Cloud data storage giant Snowflake has signed a new $6 billion, five-year agreement with Amazon Web Services, the companies announced Wednesday.
Snowflake has always run on AWS, but has recently become available on Microsoft Azure and Google Cloud. To give you a sense of how big this deal is for these companies, Snowflake has sold a total of $7 billion worth of services through AWS Marketplace since its founding in 2012, AWS said. So this new deal is close to all the money we’ve ever made from that cloud.
That’s possible because Snowflake’s customers have recently accelerated their spending on AWS, which will double to $2 billion in that calendar year alone by 2025, Snowflake said.
Naturally, AI is driving growth. Snowflake has been offering Cortex AI, an AI building tool, for several years. This is a sensible tool. Snowflake stores much of a company’s data. AI tools can provide features such as textual interfaces for database queries (just ask questions in regular language), summary reports, and more.

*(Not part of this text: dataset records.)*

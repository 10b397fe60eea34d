use std::sync::Arc;

use tracing::{error, info, warn};

use super::{
    recording_download::RecordingDownloadUseCase, recording_upload::RecordingUploadUseCase,
    recording_validation::RecordingValidationUseCase,
};
use crate::domain::{
    repositories::recording_state::RecordingStateRepository,
    value_objects::{
        enums::recording_statuses::RecordingStatus,
        ingestion_errors::IngestionError,
        recording_jobs::RecordingJob,
        recording_pipeline::{PipelineEvent, PipelineStage},
    },
};

struct StoredRecording {
    storage_key: String,
    size_bytes: i64,
}

/// Runs one job through download, validation and upload, then writes the
/// outcome. Every run ends in exactly one terminal write attempt.
pub struct RecordingPipelineUseCase {
    downloader: RecordingDownloadUseCase,
    validator: RecordingValidationUseCase,
    uploader: RecordingUploadUseCase,
    state: Arc<dyn RecordingStateRepository + Send + Sync>,
}

impl RecordingPipelineUseCase {
    pub fn new(
        downloader: RecordingDownloadUseCase,
        validator: RecordingValidationUseCase,
        uploader: RecordingUploadUseCase,
        state: Arc<dyn RecordingStateRepository + Send + Sync>,
    ) -> Self {
        Self {
            downloader,
            validator,
            uploader,
            state,
        }
    }

    pub async fn run(&self, job: &RecordingJob) -> PipelineStage {
        let mut stage = PipelineStage::Queued;

        match self.drive(job, &mut stage).await {
            Ok(stored) => {
                info!(
                    call_id = %job.call_id,
                    call_sid = %job.call_sid,
                    storage_key = %stored.storage_key,
                    size_bytes = stored.size_bytes,
                    "recording_pipeline: run completed"
                );
                self.persist_completed(job, stored).await;
            }
            Err(err) => {
                let failed_in = stage;
                stage = failed_in
                    .failure_event()
                    .and_then(|event| failed_in.advance(event).ok())
                    .unwrap_or(PipelineStage::Failed);
                warn!(
                    call_id = %job.call_id,
                    call_sid = %job.call_sid,
                    stage = %failed_in,
                    error = %err,
                    "recording_pipeline: run failed"
                );
                self.persist_failed(job, &err).await;
            }
        }

        stage
    }

    async fn drive(
        &self,
        job: &RecordingJob,
        stage: &mut PipelineStage,
    ) -> Result<StoredRecording, IngestionError> {
        self.enter(job, stage, PipelineEvent::RunStarted).await?;
        let body = self
            .downloader
            .download(&job.recording_url, &job.call_sid, None)
            .await?;

        self.enter(job, stage, PipelineEvent::DownloadSucceeded).await?;
        let report = self.validator.validate(&body, &job.call_sid)?;
        let size_bytes = report.size_bytes as i64;

        self.enter(job, stage, PipelineEvent::ValidationPassed).await?;
        let storage_key = self
            .uploader
            .upload(
                job.call_id,
                &job.call_sid,
                body,
                job.recording_duration_sec,
                report.container,
            )
            .await?;

        self.enter(job, stage, PipelineEvent::UploadSucceeded).await?;
        Ok(StoredRecording {
            storage_key,
            size_bytes,
        })
    }

    /// Advances the stage and writes the matching intermediate status.
    /// Terminal statuses are written by `persist_completed` / `persist_failed`.
    async fn enter(
        &self,
        job: &RecordingJob,
        stage: &mut PipelineStage,
        event: PipelineEvent,
    ) -> Result<(), IngestionError> {
        let next = stage.advance(event)?;
        *stage = next;

        if event == PipelineEvent::ValidationPassed {
            self.record_progress(job, RecordingStatus::Validated).await;
        }
        if let Some(status) = next.persisted_status().filter(|status| !status.is_terminal()) {
            self.record_progress(job, status).await;
        }

        Ok(())
    }

    async fn record_progress(&self, job: &RecordingJob, status: RecordingStatus) {
        if let Err(err) = self.state.mark_progress(job.call_id, status).await {
            let err = IngestionError::Persistence(format!("{err:#}"));
            error!(
                call_id = %job.call_id,
                status = %status,
                error = %err,
                "recording_pipeline: failed to record progress"
            );
        }
    }

    async fn persist_completed(&self, job: &RecordingJob, stored: StoredRecording) {
        if let Err(err) = self
            .state
            .mark_completed(
                job.call_id,
                stored.storage_key,
                job.recording_duration_sec,
                stored.size_bytes,
            )
            .await
        {
            let err = IngestionError::Persistence(format!("{err:#}"));
            error!(
                call_id = %job.call_id,
                error = %err,
                "recording_pipeline: failed to mark recording completed"
            );
        }
    }

    async fn persist_failed(&self, job: &RecordingJob, cause: &IngestionError) {
        if let Err(err) = self
            .state
            .mark_failed(job.call_id, cause.to_string())
            .await
        {
            let err = IngestionError::Persistence(format!("{err:#}"));
            error!(
                call_id = %job.call_id,
                cause = %cause,
                error = %err,
                "recording_pipeline: failed to mark recording failed"
            );
        }
    }
}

Most notably, Snowflake is signing this deal to increase access to AWS’ Graviton, its own ARM-based CPU chip.
As AI moves from training to daily use to agent automation, CPU usage skyrockets. While the GPU handles training and inference, the CPU handles most of the remaining tasks related to AI, especially agents.
Amazon CEO Andy Jassy boasted last month that Amazon’s own AI chips offer “better value for money” than Nvidia’s products, although AWS still uses Nvidia chips in its cloud. The demand for AI processing is so high that cloud providers like AWS are deploying chips as quickly as possible. On top of that, all the major AI model makers (and many other AI products) are designing their apps specifically for Nvidia chips.
Still, Amazon’s own chips are a more affordable option for the cloud giant. Amazon, which has always been a price-focused company, says it is passing those savings on to customers.
As a result, these chips are attracting new multibillion-dollar deals. Last month, for example, AWS signed a deal to provide Meta with millions of Graviton chips to support its growing AI computing needs. This was a big win for AWS, as Meta had signed a $10 billion deal with Google Cloud a few months earlier.
More than that, these deals serve as a signal to Nvidia that the cloud giant’s competitive CPUs are about to come to lunch. Google has also been manufacturing its own AI chips for years. Microsoft just launched its Maia AI chip in January.
Unsurprisingly, NVIDIA CEO Jensen Huang said last week that the company is ready to defend and even grow its turf. His company’s new AI-only CPU, called Vera, represents a “brand new” $200 billion market for Nvidia, he declared after it delivered another record quarter last week, saying it has already sold $20 billion worth.
Nvidia may not easily cede market share to Amazon and other cloud providers, but AWS’s multibillion-dollar cloud deal shows how AI is lifting the ship. Regardless of which companies stand to benefit most from the rise of AI in our work and home lives, cloud providers are capturing their share.